Viggo began to seriously pursue art when he was 16, at the encouragement of an art teacher named Ms. Pratt. On the back of one of his pieces from that time, Viggo wrote down the story of Ms. Pratt warning him to “stay away from Truman Capote,” who was in his class. A copy of the story will be displayed in the gallery next to the original work.
Viggo was pulled in several directions in his early life. His religious parents pushed him to become a preacher, but he didn’t take to the idea. He was also a talented jazz trumpet player, and he played with a group for a while before deciding that the musician’s life wasn’t for him. With that, he chose to be an artist. He earned his BFA and MFA, both in Syracuse, and would later on study at the prestigious Instituto Allende in San Miguel de Allende in Mexico. He also returned to Denmark, where he learned batik, a technique of wax-resistant dying applied to cloth.

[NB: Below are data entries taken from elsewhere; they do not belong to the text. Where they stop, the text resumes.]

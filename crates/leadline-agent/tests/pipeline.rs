// SPDX-FileCopyrightText: 2026 Leadline Contributors
// SPDX-License-Identifier: MIT OR Apache-2.0

//! End-to-end pipeline tests over mock adapters.

use std::sync::Arc;

use fixtures::entry;
use leadline_agent::{InboundResult, InboundSms};
use leadline_core::{ConversationState, Direction, LeadId, LeadlineError, MessageKind};
use leadline_test_utils::TestHarness;
use leadline_transcript::{START_MARKER, decode_field};
use tracing_test::traced_test;

const PHONE: &str = "+15551234567";

async fn harness(responses: &[&str]) -> TestHarness {
    TestHarness::builder()
        .with_lead("lead-1", PHONE, Some("Ana"))
        .with_mock_responses(responses.iter().map(|r| r.to_string()).collect())
        .build()
        .await
        .expect("harness should build")
}

fn replied(result: InboundResult) -> leadline_agent::InboundOutcome {
    match result {
        InboundResult::Replied(outcome) => outcome,
        other => panic!("expected a reply, got {other:?}"),
    }
}

#[tokio::test]
async fn first_message_gets_a_reply_and_is_persisted() {
    let h = harness(&["Hi Ana! It is. When are you hoping to move?"]).await;
    let outcome = replied(h.send_sms(PHONE, "Is 12 Elm still available?").await.unwrap());

    assert_eq!(outcome.state, ConversationState::Active);
    assert_eq!(outcome.reply, "Hi Ana! It is. When are you hoping to move?");
    assert!(!outcome.used_fallback);
    assert_eq!(outcome.stats.count, 2);

    let sent = h.sms.sent_messages().await;
    assert_eq!(sent.len(), 1);
    assert_eq!(sent[0].to, PHONE);
    assert_eq!(sent[0].delivery_ref, outcome.reply_ref);

    let field = h.crm.free_text(&h.lead("lead-1")).await.unwrap();
    assert!(field.starts_with(START_MARKER));
    let store = decode_field(Some(&field));
    assert_eq!(store.len(), 2);
    assert_eq!(store.messages[0].direction(), Direction::Inbound);
    assert_eq!(store.messages[1].external_ref(), Some(outcome.reply_ref.as_str()));
    assert_eq!(h.crm.write_count(), 1);

    let updates = h.crm.status_updates().await;
    assert_eq!(updates.len(), 1);
    assert!(!updates[0].1.escalated);
}

#[tokio::test]
async fn prompt_carries_lead_name_history_and_missing_topics() {
    let h = harness(&["first", "second"]).await;
    h.send_sms(PHONE, "Hello there").await.unwrap();
    h.send_sms(PHONE, "We want to move next month").await.unwrap();

    let prompt = h.provider.last_prompt().await.unwrap();
    assert!(prompt.contains("Ana: Hello there"));
    assert!(prompt.contains("Alex: first"));
    assert!(prompt.contains("Ana: We want to move next month"));
    assert!(prompt.contains("whether they already work with an agent"));
    assert!(!prompt.contains("their timeline for buying or moving"));
}

#[tokio::test]
async fn unknown_number_is_reported() {
    let h = harness(&[]).await;
    let result = h.send_sms("+19998887777", "hello?").await.unwrap();
    assert_eq!(
        result,
        InboundResult::UnknownLead {
            phone: "+19998887777".into()
        }
    );
    assert_eq!(h.sms.sent_count().await, 0);
}

#[tokio::test]
#[traced_test]
async fn retried_webhook_is_ignored() {
    let h = harness(&[]).await;
    replied(h.send_sms_with_id(PHONE, "Hi", "SM-in-1").await.unwrap());
    let again = h.send_sms_with_id(PHONE, "Hi", "SM-in-1").await.unwrap();

    assert!(matches!(again, InboundResult::Duplicate { .. }));
    assert_eq!(h.sms.sent_count().await, 1);
    assert_eq!(h.crm.write_count(), 1);
    assert!(logs_contain("duplicate inbound sms ignored"));
}

#[tokio::test]
#[traced_test]
async fn phone_request_escalates_and_suspends_replies() {
    let h = harness(&["Sure, an agent will reach out shortly."]).await;
    let outcome = replied(h.send_sms(PHONE, "call me please").await.unwrap());

    assert_eq!(outcome.state, ConversationState::Escalated);
    assert!(outcome.qualification.phone_interest);
    assert!(outcome.qualification.should_escalate);
    let record = h.crm.record(&h.lead("lead-1")).await.unwrap();
    assert!(record.escalated);

    let next = h.send_sms(PHONE, "hello? anyone there").await.unwrap();
    match next {
        InboundResult::Suppressed { state, stats, .. } => {
            assert_eq!(state, ConversationState::Escalated);
            assert_eq!(stats.count, 3);
        }
        other => panic!("expected suppression, got {other:?}"),
    }
    assert_eq!(h.sms.sent_count().await, 1);
    assert!(logs_contain("lead escalated to a human agent"));
    assert!(logs_contain("automated reply suppressed"));
}

#[tokio::test]
async fn cleared_escalation_resumes_replies() {
    let h = harness(&[]).await;
    h.send_sms(PHONE, "call me please").await.unwrap();
    h.crm.clear_escalation(&h.lead("lead-1")).await;
    let outcome = replied(h.send_sms(PHONE, "thanks").await.unwrap());
    // The earlier phone request is still in the transcript.
    assert_eq!(outcome.state, ConversationState::Escalated);
    assert_eq!(h.sms.sent_count().await, 2);
}

#[tokio::test]
async fn dev_mode_bypasses_escalation() {
    let h = harness(&[]).await;
    h.overrides.set_dev_mode(&h.lead("lead-1"), true);
    let outcome = replied(h.send_sms(PHONE, "call me please").await.unwrap());

    assert_eq!(outcome.state, ConversationState::Active);
    assert!(outcome.qualification.phone_interest);
    assert!(!outcome.qualification.should_escalate);
    assert!(outcome.qualification.escalation_bypassed);
    assert!(!h.crm.record(&h.lead("lead-1")).await.unwrap().escalated);
}

#[tokio::test]
async fn paused_lead_is_recorded_but_not_answered() {
    let h = harness(&[]).await;
    h.overrides.set_paused(&h.lead("lead-1"), true);
    let result = h.send_sms(PHONE, "Hi").await.unwrap();

    assert!(matches!(
        result,
        InboundResult::Suppressed {
            state: ConversationState::ManuallyPaused,
            ..
        }
    ));
    assert_eq!(h.sms.sent_count().await, 0);
    let store = decode_field(h.crm.free_text(&h.lead("lead-1")).await.as_deref());
    assert_eq!(store.len(), 1);
}

#[tokio::test]
async fn handoff_promise_in_reply_escalates() {
    let h = harness(&["Great, I'll have an agent call you today!"]).await;
    let outcome = replied(h.send_sms(PHONE, "What's the HOA fee?").await.unwrap());
    assert!(outcome.qualification.should_escalate);
    assert_eq!(outcome.state, ConversationState::Escalated);
    assert!(outcome.qualification.reasons.iter().any(|r| r.contains("have an agent call")));
}

#[tokio::test]
#[traced_test]
async fn unreadable_record_replies_without_touching_the_transcript() {
    let h = harness(&["Hi Ana!", "Happy to help."]).await;
    let lead = h.lead("lead-1");
    h.send_sms(PHONE, "Is 12 Elm still available?").await.unwrap();
    h.send_sms(PHONE, "What is the lot size?").await.unwrap();
    let stored = h.crm.free_text(&lead).await;
    assert_eq!(decode_field(stored.as_deref()).len(), 4);
    let writes = h.crm.write_count();
    let updates = h.crm.status_updates().await.len();

    h.crm.fail_get_lead(true);
    let result = h
        .handler
        .handle_inbound(InboundSms {
            from: PHONE.into(),
            body: "still interested".into(),
            provider_id: None,
            fallback_history: vec![entry(Direction::Outbound, "Are you still looking?")],
        })
        .await
        .unwrap();

    let outcome = replied(result);
    assert!(outcome.used_fallback);
    assert!(!outcome.persisted);
    assert_eq!(h.sms.sent_count().await, 3);
    let prompt = h.provider.last_prompt().await.unwrap();
    assert!(prompt.contains("Alex: Are you still looking?"));
    // Profile was unavailable, so the default name is used.
    assert!(prompt.contains("there: still interested"));

    assert_eq!(h.crm.free_text(&lead).await, stored);
    assert_eq!(h.crm.write_count(), writes);
    assert_eq!(h.crm.status_updates().await.len(), updates);
    assert!(logs_contain("re-read failed, replying without updating the transcript"));
}

#[tokio::test]
async fn provider_failure_still_persists_inbound() {
    let h = harness(&[]).await;
    h.provider.fail_requests(true);
    let err = h.send_sms(PHONE, "Hello").await.unwrap_err();

    assert!(matches!(err, LeadlineError::Provider { .. }));
    assert_eq!(h.sms.sent_count().await, 0);
    let store = decode_field(h.crm.free_text(&h.lead("lead-1")).await.as_deref());
    assert_eq!(store.len(), 1);
    assert_eq!(store.messages[0].content(), "Hello");
}

#[tokio::test]
async fn sms_failure_still_persists_inbound() {
    let h = harness(&[]).await;
    h.sms.fail_sends(true);
    let err = h.send_sms(PHONE, "Hello").await.unwrap_err();
    assert!(matches!(err, LeadlineError::Sms { .. }));
    let store = decode_field(h.crm.free_text(&h.lead("lead-1")).await.as_deref());
    assert_eq!(store.len(), 1);
}

#[tokio::test]
async fn operator_notes_survive_updates() {
    let h = harness(&[]).await;
    h.crm
        .set_free_text(&h.lead("lead-1"), "Prefers evenings.")
        .await;
    h.send_sms(PHONE, "Hi").await.unwrap();

    let field = h.crm.free_text(&h.lead("lead-1")).await.unwrap();
    assert!(field.starts_with("Prefers evenings.\n\n"));
    assert_eq!(decode_field(Some(&field)).len(), 2);
}

#[tokio::test]
async fn operator_message_and_reset() {
    let h = harness(&[]).await;
    let lead = h.lead("lead-1");
    h.send_sms(PHONE, "Hi").await.unwrap();

    let out = h.handler.send_outbound(&lead, "This is Dana from the team.").await.unwrap();
    assert_eq!(out.stats.count, 3);
    let store = decode_field(h.crm.free_text(&lead).await.as_deref());
    match &store.messages[2] {
        leadline_core::TranscriptEntry::Full(m) => {
            assert_eq!(m.kind, MessageKind::Sms);
            assert_eq!(m.external_ref.as_deref(), Some(out.delivery_ref.as_str()));
        }
        other => panic!("expected a full entry, got {other:?}"),
    }

    let stats = h.handler.reset_transcript(&lead).await.unwrap();
    assert_eq!(stats.count, 0);
    assert!(decode_field(h.crm.free_text(&lead).await.as_deref()).is_empty());
    assert_eq!(h.handler.transcript_stats(&lead).await.unwrap().count, 0);
}

#[tokio::test]
async fn concurrent_messages_for_one_lead_are_all_kept() {
    let h = Arc::new(harness(&[]).await);
    let mut tasks = Vec::new();
    for i in 0..8 {
        let h = Arc::clone(&h);
        tasks.push(tokio::spawn(async move {
            h.send_sms(PHONE, &format!("message {i}")).await
        }));
    }
    for task in tasks {
        replied(task.await.unwrap().unwrap());
    }

    let store = decode_field(h.crm.free_text(&h.lead("lead-1")).await.as_deref());
    assert_eq!(store.len(), 16);
    assert_eq!(store.inbound_count(), 8);
    assert!(h.handler.locks().is_empty());
}

#[tokio::test]
async fn lock_registry_forgets_finished_leads() {
    let phones: Vec<String> = (0..50).map(|i| format!("+1555000{i:04}")).collect();
    let mut builder = TestHarness::builder();
    for (i, phone) in phones.iter().enumerate() {
        builder = builder.with_lead(&format!("lead-{i}"), phone, None);
    }
    let h = builder.build().await.expect("harness should build");

    for phone in &phones {
        replied(h.send_sms(phone, "hello").await.unwrap());
    }
    assert!(h.handler.locks().is_empty());
}

#[tokio::test]
async fn operator_actions_on_missing_lead_fail() {
    let h = harness(&[]).await;
    let missing = LeadId::from("lead-404");

    let err = h.handler.send_outbound(&missing, "hello").await.unwrap_err();
    assert!(matches!(err, LeadlineError::LeadNotFound { ref lead_id } if *lead_id == missing));
    assert!(matches!(
        h.handler.reset_transcript(&missing).await,
        Err(LeadlineError::LeadNotFound { .. })
    ));
    assert_eq!(h.sms.sent_count().await, 0);
}

mod fixtures {
    use leadline_core::{Direction, Message, MessageId, MessageKind, TranscriptEntry};

    pub fn entry(direction: Direction, content: &str) -> TranscriptEntry {
        TranscriptEntry::Full(Message {
            id: MessageId::generate(),
            direction,
            kind: MessageKind::Sms,
            content: content.to_string(),
            timestamp: "2026-01-05T10:00:00Z".parse().unwrap(),
            external_ref: None,
            truncated: false,
        })
    }
}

Viggo’s continual investigation of new media and techniques was due in part to necessity in his vocation as a teacher. He began teaching art in Marathon, New York, then at Roslyn High School on Long Island, and later at Nassau Community College. Kirk recalls: “He needed to stay on top of a lot of different things, and if a student expressed an interest in a different thing, he needed to know how to encourage them into doing it, give them some instruction.”

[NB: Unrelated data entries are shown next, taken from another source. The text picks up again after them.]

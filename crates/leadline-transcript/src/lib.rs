// SPDX-FileCopyrightText: 2026 Leadline Contributors
// SPDX-License-Identifier: MIT OR Apache-2.0

//! Bounded SMS transcripts stored inside a CRM free-text field.
//!
//! - [`codec`]: marker-delimited JSON block, tolerant decoding.
//! - [`store`]: the per-lead [`TranscriptStore`] value and [`MessageDraft`].
//! - [`manager`]: count and byte limits, compression, utilization stats.
//!
//! Nothing here performs I/O. A caller runs decode → commit → encode and
//! writes the result back itself, holding a per-lead lock for the whole
//! cycle: the CRM field has no transactional update, so two unsynchronized
//! writers lose one of the appends.

pub mod codec;
pub mod manager;
pub mod store;

pub use codec::{
    END_MARKER, START_MARKER, decode, decode_field, encode, encode_block, encoded_len,
    strip_transcript,
};
pub use manager::{
    Committed, CompressionPolicy, PolicyReport, StorageManager, TranscriptStats,
};
pub use store::{MessageDraft, SCHEMA_VERSION, TranscriptStore};
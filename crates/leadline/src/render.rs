// SPDX-FileCopyrightText: 2026 Leadline Contributors
// SPDX-License-Identifier: MIT OR Apache-2.0

//! `leadline render`: preview the prompt the assistant would receive.

use leadline_config::model::LeadlineConfig;
use leadline_context::{ContextAssembler, PromptTemplate};
use leadline_core::{LeadId, LeadProfile, LeadRecord, LeadlineError};
use leadline_qualify::QualificationEngine;
use leadline_transcript::decode;

use crate::blob::read_blob;

/// Renders the reply prompt for `message` arriving on top of the field `raw`.
pub fn render_prompt(
    config: &LeadlineConfig,
    template: &PromptTemplate,
    raw: &str,
    message: &str,
    lead_name: Option<&str>,
) -> String {
    let record = LeadRecord {
        lead_id: LeadId::from("preview"),
        profile: LeadProfile {
            first_name: lead_name.map(String::from),
            ..LeadProfile::default()
        },
        free_text: Some(raw.to_string()),
        escalated: false,
    };
    let assembler = ContextAssembler::new(&config.agent);
    let context = assembler.build_context(&record.lead_id, message, Ok(&record), &[]);

    let status = QualificationEngine::new(&config.qualification).analyze(&decode(raw).messages, false);
    let missing: Vec<&str> = status.missing_signals().into_iter().map(|s| s.topic()).collect();
    assembler.render_prompt(template, &context, &missing)
}

pub async fn run_render(
    config: &LeadlineConfig,
    input: &str,
    message: &str,
    lead_name: Option<&str>,
) -> Result<(), LeadlineError> {
    let template = leadline_context::load_template_strict(&config.prompt).await?;
    let raw = read_blob(input).await?;
    println!("{}", render_prompt(config, &template, &raw, message, lead_name));
    Ok(())
}
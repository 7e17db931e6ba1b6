// SPDX-FileCopyrightText: 2026 Leadline Contributors
// SPDX-License-Identifier: MIT OR Apache-2.0

//! `leadline inspect` and `leadline qualify`.

use leadline_config::model::LeadlineConfig;
use leadline_context::ContextAssembler;
use leadline_core::{LeadlineError, TranscriptEntry};
use leadline_qualify::{QualificationEngine, QualificationStatus};
use leadline_transcript::{StorageManager, TranscriptStats, decode, strip_transcript};
use serde::Serialize;

use crate::blob::read_blob;

/// Structured output for `inspect --json`.
#[derive(Debug, Serialize)]
#[serde(rename_all = "camelCase")]
pub struct InspectReport {
    pub stats: TranscriptStats,
    pub notes: String,
    pub messages: Vec<TranscriptEntry>,
}

pub fn inspect(config: &LeadlineConfig, raw: &str) -> InspectReport {
    let store = decode(raw);
    InspectReport {
        stats: StorageManager::new(&config.storage).stats(&store),
        notes: strip_transcript(raw),
        messages: store.messages,
    }
}

pub fn qualify(config: &LeadlineConfig, raw: &str, bypass: bool) -> QualificationStatus {
    QualificationEngine::new(&config.qualification).analyze(&decode(raw).messages, bypass)
}

/// Human-readable summary followed by the conversation.
pub fn format_report(config: &LeadlineConfig, report: &InspectReport) -> String {
    let s = &report.stats;
    let mut out = format!(
        "messages:   {}\nsize:       {} / {} bytes ({:.1}%)\ncompressed: {}\n",
        s.count,
        s.bytes_used,
        s.ceiling,
        s.percent_used,
        if s.compressed { "yes" } else { "no" },
    );
    if !report.notes.is_empty() {
        out.push_str(&format!("notes:      {} chars\n", report.notes.chars().count()));
    }
    if !report.messages.is_empty() {
        let assembler = ContextAssembler::new(&config.agent);
        out.push('\n');
        out.push_str(&assembler.render_history(&report.messages, "Lead"));
        out.push('\n');
    }
    out
}

pub async fn run_inspect(config: &LeadlineConfig, input: &str, json: bool) -> Result<(), LeadlineError> {
    let raw = read_blob(input).await?;
    let report = inspect(config, &raw);
    if json {
        println!("{}", serde_json::to_string_pretty(&report)?);
    } else {
        print!("{}", format_report(config, &report));
    }
    Ok(())
}

pub async fn run_qualify(config: &LeadlineConfig, input: &str, bypass: bool) -> Result<(), LeadlineError> {
    let raw = read_blob(input).await?;
    let status = qualify(config, &raw, bypass);
    println!("{}", serde_json::to_string_pretty(&status)?);
    Ok(())
}

#[cfg(test)]
mod tests {
    use leadline_core::MessageKind;
    use leadline_transcript::{MessageDraft, TranscriptStore, encode};

    use super::*;

    fn field(config: &LeadlineConfig) -> String {
        let m = StorageManager::new(&config.storage);
        let store = m.append(&TranscriptStore::empty(), MessageDraft::inbound("Call me please"));
        let store = m.append(&store, MessageDraft::outbound(MessageKind::AiGenerated, "Will do!"));
        encode(&store, "VIP lead").unwrap()
    }

    #[test]
    fn inspect_reports_stats_and_notes() {
        let config = LeadlineConfig::default();
        let report = inspect(&config, &field(&config));
        assert_eq!(report.stats.count, 2);
        assert_eq!(report.notes, "VIP lead");

        let text = format_report(&config, &report);
        assert!(text.contains("messages:   2"));
        assert!(text.contains("Lead: Call me please\nAlex: Will do!"));
    }

    #[test]
    fn inspect_handles_garbage() {
        let report = inspect(&LeadlineConfig::default(), "garbage{");
        assert_eq!(report.stats.count, 0);
        assert_eq!(report.notes, "garbage{");
    }

    #[test]
    fn qualify_honours_bypass() {
        let config = LeadlineConfig::default();
        assert!(qualify(&config, &field(&config), false).should_escalate);
        let bypassed = qualify(&config, &field(&config), true);
        assert!(!bypassed.should_escalate);
        assert!(bypassed.phone_interest);
    }
}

Kirk took an interest in art from a young age as well, which was undoubtedly fed by the wealth of it in his surroundings growing up. Viggo collected art, produced a continuous flow of his own, and took advantage of Long Island’s proximity to New York City to take his family to museums. “By the time I was ten years old, I’d been to every museum in New York City and all the major galleries. As a kid I got yelled at for running down the ramp at the Guggenheim,” Kirk says.
But he also remembers that the activities that other kids enjoyed with their fathers were different with his own. “He didn’t do things with his son; he took me to do things while he did art. So he would, for example, take me to a baseball game, and I would sit there and watch the baseball game and he would sit there and draw pictures of everybody around us. Or take me fishing, and I would fish and he would do watercolors. It was like whatever I did, I did by myself and then he was there, but he wasn’t there; he was lost in his world.”

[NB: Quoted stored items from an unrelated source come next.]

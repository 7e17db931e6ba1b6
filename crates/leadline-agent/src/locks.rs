// SPDX-FileCopyrightText: 2026 Leadline Contributors
// SPDX-License-Identifier: MIT OR Apache-2.0

//! Per-lead mutual exclusion.
//!
//! The CRM field has no compare-and-swap, so every read-modify-write of a
//! lead's transcript runs under that lead's lock. This only serializes
//! writers inside one process.

use std::sync::Arc;

use dashmap::DashMap;
use leadline_core::LeadId;
use tokio::sync::{Mutex, OwnedMutexGuard};

/// Lazily created async mutex per lead. An entry lives only while some
/// caller holds or waits on it.
#[derive(Debug, Default)]
pub struct LeadLocks {
    locks: DashMap<LeadId, Arc<Mutex<()>>>,
}

impl LeadLocks {
    pub fn new() -> Self {
        Self::default()
    }

    /// Waits for exclusive access to `lead_id`. Released when the guard drops.
    pub async fn acquire(&self, lead_id: &LeadId) -> LeadGuard<'_> {
        let lock = self
            .locks
            .entry(lead_id.clone())
            .or_insert_with(|| Arc::new(Mutex::new(())))
            .clone();
        LeadGuard {
            registry: self,
            lead_id: lead_id.clone(),
            guard: Some(lock.lock_owned().await),
        }
    }

    /// Number of leads currently held or waited on.
    pub fn len(&self) -> usize {
        self.locks.len()
    }

    pub fn is_empty(&self) -> bool {
        self.locks.is_empty()
    }
}

/// Exclusive access to one lead's transcript.
pub struct LeadGuard<'a> {
    registry: &'a LeadLocks,
    lead_id: LeadId,
    guard: Option<OwnedMutexGuard<()>>,
}

impl Drop for LeadGuard<'_> {
    fn drop(&mut self) {
        drop(self.guard.take());
        // Waiters clone the Arc under the shard lock before awaiting, so a
        // count of one means nobody else can reach this mutex.
        self.registry
            .locks
            .remove_if(&self.lead_id, |_, lock| Arc::strong_count(lock) == 1);
    }
}
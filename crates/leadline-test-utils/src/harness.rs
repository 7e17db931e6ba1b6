// SPDX-FileCopyrightText: 2026 Leadline Contributors
// SPDX-License-Identifier: MIT OR Apache-2.0

//! Test harness for end-to-end pipeline tests.
//!
//! `TestHarness` wires a [`ConversationHandler`] to mock CRM, SMS and reply
//! adapters plus in-memory overrides, and exposes `send_sms()` to drive an
//! inbound message through the whole pipeline.

use std::sync::Arc;

use leadline_agent::{
    Collaborators, ConversationHandler, InMemoryOverrides, InboundResult, InboundSms,
};
use leadline_config::model::LeadlineConfig;
use leadline_context::PromptTemplate;
use leadline_core::{LeadId, LeadlineError};

use crate::mock_crm::MockCrm;
use crate::mock_provider::MockProvider;
use crate::mock_sms::MockSms;

struct SeedLead {
    id: String,
    phone: String,
    first_name: Option<String>,
}

/// Builder for test environments.
pub struct TestHarnessBuilder {
    responses: Vec<String>,
    config: LeadlineConfig,
    template: Option<String>,
    leads: Vec<SeedLead>,
}

impl TestHarnessBuilder {
    fn new() -> Self {
        Self {
            responses: Vec::new(),
            config: LeadlineConfig::default(),
            template: None,
            leads: Vec::new(),
        }
    }

    /// Set mock provider responses, consumed in order.
    pub fn with_mock_responses(mut self, responses: Vec<String>) -> Self {
        self.responses = responses;
        self
    }

    pub fn with_config(mut self, config: LeadlineConfig) -> Self {
        self.config = config;
        self
    }

    /// Use `template` instead of the built-in prompt.
    pub fn with_template(mut self, template: impl Into<String>) -> Self {
        self.template = Some(template.into());
        self
    }

    /// Seed a lead with an empty transcript.
    pub fn with_lead(mut self, id: &str, phone: &str, first_name: Option<&str>) -> Self {
        self.leads.push(SeedLead {
            id: id.to_string(),
            phone: phone.to_string(),
            first_name: first_name.map(String::from),
        });
        self
    }

    pub async fn build(self) -> Result<TestHarness, LeadlineError> {
        let template = match self.template {
            Some(ref source) => PromptTemplate::parse(source)?,
            None => PromptTemplate::builtin(),
        };

        let crm = Arc::new(MockCrm::new());
        for lead in &self.leads {
            crm.add_lead(&lead.id, &lead.phone, lead.first_name.as_deref())
                .await;
        }
        let sms = Arc::new(MockSms::new());
        let provider = Arc::new(MockProvider::with_responses(self.responses));
        let overrides = Arc::new(InMemoryOverrides::new());

        let handler = ConversationHandler::new(
            &self.config,
            template,
            Collaborators {
                crm: crm.clone(),
                sms: sms.clone(),
                provider: provider.clone(),
                overrides: overrides.clone(),
            },
        );

        Ok(TestHarness {
            crm,
            sms,
            provider,
            overrides,
            handler,
            config: self.config,
        })
    }
}

/// A complete pipeline over mock adapters.
pub struct TestHarness {
    pub crm: Arc<MockCrm>,
    pub sms: Arc<MockSms>,
    pub provider: Arc<MockProvider>,
    pub overrides: Arc<InMemoryOverrides>,
    pub handler: ConversationHandler,
    pub config: LeadlineConfig,
}

impl TestHarness {
    pub fn builder() -> TestHarnessBuilder {
        TestHarnessBuilder::new()
    }

    /// Drives an inbound SMS without a provider id.
    pub async fn send_sms(&self, from: &str, body: &str) -> Result<InboundResult, LeadlineError> {
        self.handler
            .handle_inbound(InboundSms {
                from: from.to_string(),
                body: body.to_string(),
                ..InboundSms::default()
            })
            .await
    }

    /// Drives an inbound SMS carrying the provider's message id.
    pub async fn send_sms_with_id(
        &self,
        from: &str,
        body: &str,
        provider_id: &str,
    ) -> Result<InboundResult, LeadlineError> {
        self.handler
            .handle_inbound(InboundSms {
                from: from.to_string(),
                body: body.to_string(),
                provider_id: Some(provider_id.to_string()),
                fallback_history: Vec::new(),
            })
            .await
    }

    pub fn lead(&self, id: &str) -> LeadId {
        LeadId::from(id)
    }
}

#[cfg(test)]
mod tests {
    use super::*;

    #[tokio::test]
    async fn harness_builds_with_defaults() {
        let harness = TestHarness::builder()
            .with_lead("lead-1", "+15550000001", Some("Ana"))
            .build()
            .await
            .unwrap();
        assert!(harness.crm.record(&harness.lead("lead-1")).await.is_some());
        assert_eq!(harness.sms.sent_count().await, 0);
    }

    #[tokio::test]
    async fn bad_template_fails_build() {
        let result = TestHarness::builder()
            .with_template("Hi ${nme}")
            .build()
            .await;
        assert!(matches!(result, Err(LeadlineError::Template(_))));
    }
}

It’s not that he was closed-off; Kirk remembers waking up one morning and hearing a bunch of men in his kitchen speaking Spanish. It turned out that a van had been parked in front of their house all night, and when Viggo found out, he went out and introduced himself. They turned out to be migrant farm workers on their way to a rally for Cesar Chavez, and he invited all eight of them inside for breakfast. Viggo was outgoing, just often preoccupied.
While his father’s relative absence stirred up a normal level of youthful resentment, Kirk was more envious than angry. “He was an artist and he knew he was an artist and he knew from the time he was 16 years old he was going be an artist; where I’m still trying to figure out what I want to be when I grow up. So to have that, to know that has got to be an amazing thing. I never had it. And I envied that even as a kid.”
But he reflects that the degree of his father’s passion was not worth its consequences in the end: “He did a lot of printmaking, and using solvents and acids, and he just did it and he didn’t wear masks, he didn’t have ventilators, and ultimately all those fumes and things killed him.”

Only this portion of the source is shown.